─── Records provided

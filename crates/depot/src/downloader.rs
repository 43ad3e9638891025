use std::path::{Path, PathBuf};
use std::sync::Arc;

use depot_core::{Artifact, Catalog, Family, StorageQuantity};
use depot_fetch::{HttpClient, TransferEngine};
use depot_space::{DiskProbe, SpaceMonitor};
use futures_util::{StreamExt, stream};
use tokio::sync::OwnedMutexGuard;
use tokio_util::sync::CancellationToken;
use tracing::{debug, error, info, warn};
use url::Url;

use crate::config::{DepotConfig, EvictionPolicy};
use crate::error::{DownloadError, Result};
use crate::integrity::{self, Reason, Verdict};
use crate::locks::LockTable;

#[derive(Debug, Clone, Copy, PartialEq, Eq)]
pub enum Outcome {
    /// An intact copy was already on disk; nothing was transferred.
    Skipped,
    Downloaded { bytes: u64, evicted: usize },
}

/// Result of one URL in a batch.
#[derive(Debug)]
pub struct DownloadReport {
    pub url:    Url,
    pub result: Result<Outcome>,
}

impl DownloadReport {
    pub fn is_ok(&self) -> bool { self.result.is_ok() }
}

#[derive(Debug)]
pub struct VerifyReport {
    pub url:     Url,
    pub path:    PathBuf,
    pub verdict: Result<Verdict>,
}

/// Coordinates downloads of catalog artifacts into one destination directory.
///
/// Writers are serialized per family (coarse) and per URL (fine), so a
/// family's eviction never races one of its own transfers, while different
/// families proceed in parallel. Locks are taken coarse first and released
/// fine first on every path.
///
/// Construction validates the config, creates the destination and starts a
/// background [`SpaceMonitor`], so it must happen inside a tokio runtime.
#[derive(Debug)]
pub struct Downloader<C> {
    config:   DepotConfig,
    catalog:  Arc<Catalog>,
    engine:   TransferEngine<C>,
    families: LockTable<Family>,
    files:    LockTable<Url>,
    monitor:  SpaceMonitor,
    cancel:   CancellationToken,
}

impl<C: HttpClient> Downloader<C> {
    /// Build a downloader that samples disk space with the configured probe.
    pub fn new(config: DepotConfig, catalog: Arc<Catalog>, client: C) -> Result<Self> {
        let probe = config.probe.build();
        Self::with_probe(config, catalog, client, probe)
    }

    pub fn with_probe(
        config: DepotConfig,
        catalog: Arc<Catalog>,
        client: C,
        probe: Arc<dyn DiskProbe>,
    ) -> Result<Self> {
        config.validate()?;
        // The probe samples the destination itself, so it has to exist first.
        depot_fs::ensure_dir(&config.destination).map_err(|e| fs_error(&config.destination, e))?;

        let monitor = SpaceMonitor::spawn(config.destination.clone(), probe, config.sample_interval());
        Ok(Self {
            config,
            catalog,
            engine: TransferEngine::new(client),
            families: LockTable::new(),
            files: LockTable::new(),
            monitor,
            cancel: CancellationToken::new(),
        })
    }

    pub fn config(&self) -> &DepotConfig { &self.config }

    pub fn catalog(&self) -> &Catalog { &self.catalog }

    pub fn destination(&self) -> &Path { &self.config.destination }

    pub fn space(&self) -> &SpaceMonitor { &self.monitor }

    pub fn client(&self) -> &C { self.engine.client() }

    /// Make sure an intact copy of `url` is on disk.
    pub async fn download(&self, url: &Url) -> Result<Outcome> {
        let artifact = self.catalog.lookup(url)?.clone();
        let family = artifact.family().clone();
        debug!(url = %url, family = %family, state = "checking_integrity");

        if self.check(&artifact).await?.is_skip() {
            info!(url = %url, family = %family, "already present; skipping");
            return Ok(Outcome::Skipped);
        }

        debug!(url = %url, family = %family, state = "awaiting_lock");
        let _family_guard = self.families.lock(&family).await;
        let _file_guard = self.lock_file(url).await?;

        // Another writer may have finished it while we waited.
        if self.check(&artifact).await?.is_skip() {
            info!(url = %url, family = %family, "completed by another writer; skipping");
            return Ok(Outcome::Skipped);
        }

        debug!(url = %url, family = %family, state = "checking_space");
        let sample = self.monitor.wait_for_sample(self.config.sample_wait()).await?;
        let available = sample.available().unwrap_or(StorageQuantity::ZERO);
        if available < self.config.min_free_space {
            warn!(
                url = %url,
                available = %available,
                required = %self.config.min_free_space,
                "not enough free space; skipping transfer"
            );
            return Err(DownloadError::InsufficientSpace {
                available,
                required: self.config.min_free_space,
            });
        }

        let mut evicted = 0;
        if self.config.eviction == EvictionPolicy::BeforeTransfer {
            evicted += self.evict(&family, self.config.max_retain.saturating_sub(1)).await?;
        }

        debug!(url = %url, family = %family, state = "transferring");
        let path = artifact.local_path(&self.config.destination);
        let bytes = self
            .engine
            .copy(url, &path, &self.config.transfer_options(), &self.cancel)
            .await?;

        if self.config.verify_after_transfer {
            if let Verdict::NeedsDownload(reason) = self.check(&artifact).await? {
                if let Err(e) = tokio::fs::remove_file(&path).await {
                    warn!(path = %path.display(), error = %e, "failed to remove corrupt download");
                }
                return Err(mismatch(&artifact, reason));
            }
        }

        if self.config.eviction == EvictionPolicy::AfterSuccess {
            evicted += self.evict(&family, self.config.max_retain).await?;
        }

        info!(url = %url, family = %family, bytes, evicted, "download complete");
        Ok(Outcome::Downloaded { bytes, evicted })
    }

    /// Download every URL, one report per input in input order. With
    /// `parallel`, up to `concurrency` downloads run at once.
    pub async fn do_copy(&self, urls: &[Url], parallel: bool) -> Vec<DownloadReport> {
        let width = if parallel { self.config.concurrency.max(1) } else { 1 };
        stream::iter(urls)
            .map(|url| async move {
                let result = self.download(url).await;
                if let Err(e) = &result {
                    error!(url = %url, error = %e, "download failed");
                }
                DownloadReport {
                    url: url.clone(),
                    result,
                }
            })
            .buffered(width)
            .collect()
            .await
    }

    /// Integrity verdict for every catalog artifact.
    pub async fn verify_all(&self) -> Vec<VerifyReport> {
        let mut reports = Vec::with_capacity(self.catalog.len());
        for artifact in self.catalog.all() {
            reports.push(VerifyReport {
                url:     artifact.source().clone(),
                path:    artifact.local_path(&self.config.destination),
                verdict: self.check(artifact).await,
            });
        }
        reports
    }

    /// Remove everything under the destination, keeping the directory.
    pub async fn purge(&self) -> Result<usize> {
        let destination = self.config.destination.clone();
        let removed = tokio::task::spawn_blocking(move || depot_fs::purge_dir(&destination))
            .await?
            .map_err(|e| fs_error(&self.config.destination, e))?;
        info!(destination = %self.config.destination.display(), removed, "destination purged");
        Ok(removed)
    }

    /// Ask in-flight transfers to stop at their next iteration.
    pub fn cancel(&self) { self.cancel.cancel(); }

    pub fn cancellation_token(&self) -> CancellationToken { self.cancel.clone() }

    /// Stop the space monitor.
    pub async fn shutdown(self) { self.monitor.stop().await; }

    async fn lock_file(&self, url: &Url) -> Result<OwnedMutexGuard<()>> {
        let attempts = self.config.lock_retries.saturating_add(1);
        let timeout = self.config.lock_attempt_timeout();

        for attempt in 1..=attempts {
            if let Some(guard) = self.files.lock_timeout(url, timeout).await {
                return Ok(guard);
            }
            if attempt < attempts {
                warn!(url = %url, attempt, "timed out waiting for file lock; retrying");
            }
        }
        error!(url = %url, attempts, "file lock unavailable");
        Err(DownloadError::LockUnavailable {
            url: url.clone(),
            attempts,
        })
    }

    async fn check(&self, artifact: &Artifact) -> Result<Verdict> {
        let destination = self.config.destination.clone();
        let artifact = artifact.clone();
        let path = artifact.local_path(&destination);
        tokio::task::spawn_blocking(move || integrity::check(&destination, &artifact))
            .await?
            .map_err(|source| DownloadError::Io { path, source })
    }

    async fn evict(&self, family: &Family, keep: usize) -> Result<usize> {
        let destination = self.config.destination.clone();
        let family = family.clone();
        Ok(tokio::task::spawn_blocking(move || {
            depot_fs::retain_newest(&destination, family.as_str(), keep)
        })
        .await?)
    }
}

fn mismatch(artifact: &Artifact, reason: Reason) -> DownloadError {
    let url = artifact.source();
    match reason {
        Reason::Missing => DownloadError::LengthMismatch {
            url:      url.clone(),
            expected: u64::try_from(artifact.expected_size().as_bytes()).unwrap_or(0),
            actual:   0,
        },
        Reason::LengthMismatch { expected, actual } => DownloadError::LengthMismatch {
            url: url.clone(),
            expected,
            actual,
        },
        Reason::ChecksumMismatch { expected, actual } => DownloadError::ChecksumMismatch {
            url: url.clone(),
            expected,
            actual,
        },
    }
}

fn fs_error(path: &Path, e: depot_fs::Error) -> DownloadError {
    DownloadError::Io {
        path:   path.to_path_buf(),
        source: std::io::Error::other(e),
    }
}

#[cfg(test)]
mod tests {
    use super::*;
    use crate::config::ConfigError;
    use depot_fetch::{MemoryClient, MemoryResource};
    use depot_space::FixedProbe;
    use depot_verify::Sha256Hasher;
    use tempfile::tempdir;

    #[tokio::test]
    async fn test_lock_unavailable_after_retries() {
        let dir = tempdir().unwrap();
        let body = b"agent".to_vec();
        let catalog = Catalog::builder("http://mirror.test/")
            .unwrap()
            .entry(Family::DEM_AGENT, "1.0/agent.tar", 5, &Sha256Hasher::hex_digest(&body))
            .unwrap()
            .build();
        let url = catalog.urls()[0].clone();
        let client = MemoryClient::new();
        client.insert(&url, MemoryResource::new(body));

        let config = DepotConfig::default()
            .destination(dir.path())
            .lock_attempt_timeout_secs(1)
            .lock_retries(1);
        let downloader = Downloader::with_probe(
            config,
            Arc::new(catalog),
            client.clone(),
            Arc::new(FixedProbe::new(StorageQuantity::gb(10))),
        )
        .unwrap();

        let held = downloader.files.lock(&url).await;
        let err = downloader.download(&url).await.unwrap_err();
        assert!(matches!(err, DownloadError::LockUnavailable { attempts: 2, .. }));
        assert_eq!(client.requests(&url), 0);

        drop(held);
        assert!(matches!(
            downloader.download(&url).await.unwrap(),
            Outcome::Downloaded { bytes: 5, .. }
        ));
    }

    #[test]
    fn test_mismatch_mapping() {
        let catalog = Catalog::builder("http://mirror.test/")
            .unwrap()
            .entry(Family::DEM_AGENT, "1.0/agent.tar", 42, &Sha256Hasher::hex_digest(b"x"))
            .unwrap()
            .build();
        let artifact = catalog.all().next().unwrap();

        assert!(matches!(
            mismatch(artifact, Reason::LengthMismatch { expected: 3, actual: 1 }),
            DownloadError::LengthMismatch { expected: 3, actual: 1, .. }
        ));
        assert!(matches!(
            mismatch(artifact, Reason::ChecksumMismatch { expected: "a".into(), actual: "b".into() }),
            DownloadError::ChecksumMismatch { .. }
        ));
        assert!(matches!(
            mismatch(artifact, Reason::Missing),
            DownloadError::LengthMismatch { expected: 42, actual: 0, .. }
        ));
    }

    #[tokio::test]
    async fn test_creates_missing_destination() {
        let dir = tempdir().unwrap();
        let destination = dir.path().join("not/yet/created");
        let config = DepotConfig::default().destination(&destination);

        let downloader = Downloader::with_probe(
            config,
            Arc::new(Catalog::builtin().clone()),
            MemoryClient::new(),
            Arc::new(FixedProbe::new(StorageQuantity::gb(1))),
        )
        .unwrap();
        assert!(destination.is_dir());
        downloader.shutdown().await;
    }

    #[tokio::test]
    async fn test_rejects_invalid_config() {
        let dir = tempdir().unwrap();
        let build = |config: DepotConfig| {
            Downloader::with_probe(
                config.destination(dir.path()),
                Arc::new(Catalog::builtin().clone()),
                MemoryClient::new(),
                Arc::new(FixedProbe::new(StorageQuantity::gb(1))),
            )
        };

        for config in [
            DepotConfig::default().sample_interval_secs(0),
            DepotConfig::default().concurrency(0),
            DepotConfig::default().max_retain(0),
        ] {
            assert!(matches!(build(config), Err(DownloadError::Config(ConfigError::Invalid(_)))));
        }
    }
}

──────

▶ [Aim of the exercise]:
Check the entries above for the word "failed" and copy every line where it turns up.

▶ [Answer box]:
                    warn!(path = %path.display(), error = %e, "failed to remove corrupt download");
                    error!(url = %url, error = %e, "download failed");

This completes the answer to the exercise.